4. Set the delivery line's price to `15`.
## 4. Reference implementation
```elixir
defmodule MyApp.SmartRules do
@moduledoc "Reference: applies CatalogueRule rows to a snapshot."
alias PhoenixKitCatalogue.Schemas.{CatalogueRule, Item}
@doc """
`entries` is a list of `%{item: %Item{}, qty: integer}`. Items in a
smart catalogue must have `:catalogue_rules` and the rules' nested
`:referenced_catalogue` preloaded — see "Pitfalls" below.
"""
def apply_rules(entries) do
ref_sums = build_ref_sums(entries)
Enum.map(entries, &compute_price(&1, ref_sums))
end
# Sum each standard catalogue's contribution to the order. Smart
# items deliberately don't contribute — their prices are themselves
# rule-computed and would yield 0 anyway.
defp build_ref_sums(entries) do
entries
|> Enum.filter(&(&1.item.catalogue.kind == "standard"))
|> Enum.group_by(& &1.item.catalogue_uuid)
|> Map.new(fn {catalogue_uuid, group} ->
{catalogue_uuid, Enum.reduce(group, Decimal.new(0), &Decimal.add(line_total(&1), &2))}
end)
end
defp line_total(%{item: %Item{base_price: nil}}), do: Decimal.new(0)
defp line_total(%{item: %Item{base_price: price}, qty: qty}),
do: Decimal.mult(price, Decimal.new(qty))
defp compute_price(%{item: %Item{catalogue: %{kind: "smart"}} = item} = entry, ref_sums) do
price =
Enum.reduce(item.catalogue_rules, Decimal.new(0), fn rule, acc ->
Decimal.add(acc, rule_amount(rule, item, ref_sums))
end)
Map.put(entry, :computed_price, price)
end
defp compute_price(entry, _ref_sums), do: entry
defp rule_amount(rule, item, ref_sums) do
{value, unit} = CatalogueRule.effective(rule, item)
ref_sum = Map.get(ref_sums, rule.referenced_catalogue_uuid, Decimal.new(0))
case {value, unit} do
{nil, _} -> Decimal.new(0)
{v, "percent"} -> Decimal.div(Decimal.mult(v, ref_sum), Decimal.new(100))
{v, "flat"} -> v
{_, _} -> Decimal.new(0)
end
end
end
```
## 5. Pitfalls
### Smart items must be loaded with rules preloaded
Neither `Catalogue.list_items_for_category/1` nor
`Catalogue.search_items/2` preloads `:catalogue_rules`. Hosts that
render smart prices must do this themselves:
```elixir
items
|> MyApp.Repo.preload(catalogue_rules: :referenced_catalogue)
```
`Catalogue.list_catalogue_rules/1` and `Catalogue.catalogue_rule_map/1`
*do* preload the referenced catalogue, so if you fetch rules separately
you don't need to chain another preload.
### `unit` does not inherit at the UI layer (only `value` does)
`CatalogueRule.effective/2` falls back to `item.default_unit` for
backward compat with rows persisted before the picker pinned `unit`
explicitly. New writes from the form always seed `unit: "percent"` (or
the dropdown's selected value). When you build a host UI for editing
rules, do **not** rely on the user changing `default_unit` to retroact
into rule rows — each row carries its own.

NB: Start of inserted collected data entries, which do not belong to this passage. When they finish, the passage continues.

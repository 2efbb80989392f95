//! LRU cache for measured text widths
//!
//! Measuring a run means shaping it through the font database, and the
//! same strings (the price, mostly) get measured on every card.

use std::num::NonZeroUsize;

use lru::LruCache;

/// Cache key for a measured run
#[derive(Clone, Debug, PartialEq, Eq, Hash)]
pub struct MetricsKey {
    pub text: String,
    /// Font size (stored as thousandths for stable hashing)
    pub size_thousandths: u32,
}

impl MetricsKey {
    #[must_use]
    pub fn new(text: &str, size: f32) -> Self {
        Self {
            text: text.to_owned(),
            size_thousandths: (size * 1000.0) as u32,
        }
    }
}

/// LRU cache of text advance widths in logical units
pub struct TextMetricsCache {
    cache: LruCache<MetricsKey, f32>,
}

impl TextMetricsCache {
    /// Create a new cache with the given capacity
    #[must_use]
    pub fn new(capacity: usize) -> Self {
        Self {
            cache: LruCache::new(NonZeroUsize::new(capacity).unwrap_or(NonZeroUsize::MIN)),
        }
    }

    /// Cached width for `text` at `size`, computing it with `measure` on a miss
    pub fn width_or_insert_with(
        &mut self,
        text: &str,
        size: f32,
        measure: impl FnOnce() -> f32,
    ) -> f32 {
        let key = MetricsKey::new(text, size);
        if let Some(width) = self.cache.get(&key) {
            return *width;
        }
        let width = measure();
        self.cache.put(key, width);
        width
    }
}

`value` is the opposite: a NULL `value` on a rule row inherits
`item.default_value` at math time, and the picker surfaces this with
an `Inherit: N` placeholder. Treat `default_value` as a "set 5% across
all my legs" shortcut.
### Smart→smart references are rejected at the changeset layer
Trying to point a rule at a smart catalogue returns
`{:error, %Ecto.Changeset{}}` with the error
`"must reference a standard catalogue, not a smart catalogue"` on
`:referenced_catalogue_uuid`. The picker in `ItemFormLive` already
filters candidates to `Catalogue.list_catalogues(kind: :standard)`, so
the UI never offers a smart catalogue as a candidate. Programmatic
callers (CLI, IEx, scripts) hit the changeset guard.
### Referencing a deleted catalogue
Soft-delete sets `status: "deleted"` but leaves the FK valid, so
existing rule rows survive the catalogue's deletion. The
`Catalogue.list_catalogue_rules/1` preload carries the
`referenced_catalogue.status` so the UI can dim or warn on dead refs.

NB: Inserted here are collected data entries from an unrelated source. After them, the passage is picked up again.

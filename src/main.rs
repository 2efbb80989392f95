use std::fs::{self, File};
use std::io::{Write, stdout};
use std::path::PathBuf;
use std::sync::Arc;

use anyhow::{Context, Result};
use chrono::Utc;
use clap::Parser;
use log::{error, info, warn};
use simplelog::{Config, LevelFilter, WriteLogger};

use rifagen::export::{resolve_output_path, write_document};
use rifagen::panic_handler::{flush_output, initialize_panic_handler};
use rifagen::settings::{self, Settings};
use rifagen::{Dispatcher, Progress, RaffleDetails, StatusMessage};

/// CLI Arguments
#[derive(Parser, Debug)]
#[command(author, version, about = "Generate printable raffle ticket sheets as PDF")]
struct Cli {
    /// Number of pages to generate (five tickets per page)
    #[arg(short, long)]
    pages: u32,

    /// Organizer name printed at the top of every ticket
    #[arg(long)]
    organization: String,

    /// Raffle name
    #[arg(long)]
    raffle: String,

    /// Ticket price, printed inside the badge
    #[arg(long)]
    price: String,

    #[arg(long, default_value = "")]
    first_prize: String,

    #[arg(long, default_value = "")]
    second_prize: String,

    #[arg(long, default_value = "")]
    third_prize: String,

    /// PNG logo printed in the top-right corner of every ticket
    #[arg(long)]
    logo: PathBuf,

    /// Output file (defaults to "Rifas #<timestamp>.pdf")
    #[arg(short, long)]
    output: Option<PathBuf>,

    /// Number of rendering units (defaults to one per core)
    #[arg(short, long)]
    workers: Option<usize>,

    /// Page raster resolution
    #[arg(long)]
    dpi: Option<f32>,

    /// Do not print the faint ticket number across each card
    #[arg(long)]
    no_watermark: bool,

    /// TrueType/OpenType font to use instead of the system serif
    #[arg(long)]
    font: Option<PathBuf>,

    /// Settings file (defaults to the per-user config.yaml)
    #[arg(long)]
    config: Option<PathBuf>,

    /// Print progress and completion as JSON lines
    #[arg(long)]
    json: bool,

    #[arg(long, default_value = "rifagen.log")]
    log_file: PathBuf,

    /// Log at debug level
    #[arg(short, long)]
    verbose: bool,
}

impl Cli {
    fn apply_overrides(&self, settings: &mut Settings) {
        if let Some(dpi) = self.dpi {
            settings.dpi = dpi;
        }
        if self.workers.is_some() {
            settings.workers = self.workers;
        }
        if self.no_watermark {
            settings.watermark = false;
        }
        if let Some(font) = &self.font {
            settings.font_path = Some(font.clone());
        }
    }
}

fn main() -> Result<()> {
    let cli = Cli::parse();

    // Initialize logging
    let level = if cli.verbose {
        LevelFilter::Debug
    } else {
        LevelFilter::Info
    };
    WriteLogger::init(
        level,
        Config::default(),
        File::create(&cli.log_file)
            .with_context(|| format!("Failed to create log file {}", cli.log_file.display()))?,
    )?;
    initialize_panic_handler();

    info!("Starting rifagen");
    let result = run(&cli);
    if let Err(err) = &result {
        error!("Generation failed: {err:?}");
    }
    info!("Shutting down rifagen");
    result
}

fn run(cli: &Cli) -> Result<()> {
    if let Err(e) = settings::load_settings(cli.config.as_deref()) {
        if cli.config.is_some() {
            return Err(e).context("Failed to load settings");
        }
        warn!("Using default settings: {e}");
    }
    let mut settings = settings::current();
    cli.apply_overrides(&mut settings);

    let logo = fs::read(&cli.logo)
        .with_context(|| format!("Failed to read logo {}", cli.logo.display()))?;
    let font: Option<Arc<[u8]>> = match &settings.font_path {
        Some(path) => Some(
            fs::read(path)
                .with_context(|| format!("Failed to read font {}", path.display()))?
                .into(),
        ),
        None => None,
    };

    let mut config = settings.dispatch_config();
    config.render.font = font;

    let details = RaffleDetails {
        quantity: cli.pages,
        organization_name: cli.organization.clone(),
        raffle_name: cli.raffle.clone(),
        first_prize: cli.first_prize.clone(),
        second_prize: cli.second_prize.clone(),
        third_prize: cli.third_prize.clone(),
        price: cli.price.clone(),
        logo,
    };

    let dispatcher = Dispatcher::new(config);
    let document = dispatcher
        .dispatch(details, |progress| report_progress(progress, cli.json))
        .context("Failed to render raffle sheets")?;
    if !cli.json {
        flush_output();
    }

    let path = resolve_output_path(
        cli.output.as_deref(),
        settings.output_dir.as_deref(),
        Utc::now(),
    );
    let written = write_document(&path, &document.bytes)?;

    let complete = StatusMessage::Complete {
        page_count: document.page_count(),
        document_bytes: document.bytes.len(),
    };
    if cli.json {
        print_json(&complete)?;
    } else {
        println!(
            "Wrote {} pages ({} tickets) to {}",
            document.page_count(),
            document.tickets().count(),
            written.display()
        );
    }
    Ok(())
}

fn report_progress(progress: &Progress, json: bool) {
    if json {
        for message in [progress.percent_message(), progress.ticket_count_message()] {
            if let Err(e) = print_json(&message) {
                warn!("Dropped progress message: {e}");
            }
        }
    } else {
        let mut out = stdout();
        let _ = write!(
            out,
            "\rProgress: {:>3}% ({}/{} tickets)",
            progress.percent, progress.tickets_rendered, progress.tickets_total
        );
        let _ = out.flush();
    }
}

fn print_json(message: &StatusMessage) -> Result<()> {
    let line = serde_json::to_string(message)?;
    println!("{line}");
    Ok(())
}

#[cfg(test)]
mod tests {
    use super::*;
    use clap::CommandFactory;

    #[test]
    fn cli_definition_is_consistent() {
        Cli::command().debug_assert();
    }

    #[test]
    fn overrides_replace_settings() {
        let cli = Cli::parse_from([
            "rifagen",
            "--pages",
            "3",
            "--organization",
            "Club X",
            "--raffle",
            "Rifa Anual",
            "--price",
            "$10",
            "--logo",
            "logo.png",
            "--dpi",
            "150",
            "--workers",
            "2",
            "--no-watermark",
        ]);
        let mut settings = Settings::default();
        cli.apply_overrides(&mut settings);

        assert_eq!(settings.dpi, 150.0);
        assert_eq!(settings.workers, Some(2));
        assert!(!settings.watermark);
        assert!(settings.font_path.is_none());
        assert_eq!(cli.first_prize, "");
    }
}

Hard delete cascades the rule rows via `ON DELETE CASCADE`.
### Decimal precision
`Decimal.div` keeps full precision (28 digits by default). Hosts that
serialize prices as strings should `Decimal.round(2)` (or whatever
your store conventions require) before write — otherwise you'll ship
`14.99999999999999999999999999` to the client.
### Live UI re-computation
If your host computes smart prices only at order-save time, users
won't see the smart row update during editing. The reference
implementation above is a pure function — call it from your LV's
render path so prices stay live as quantities change.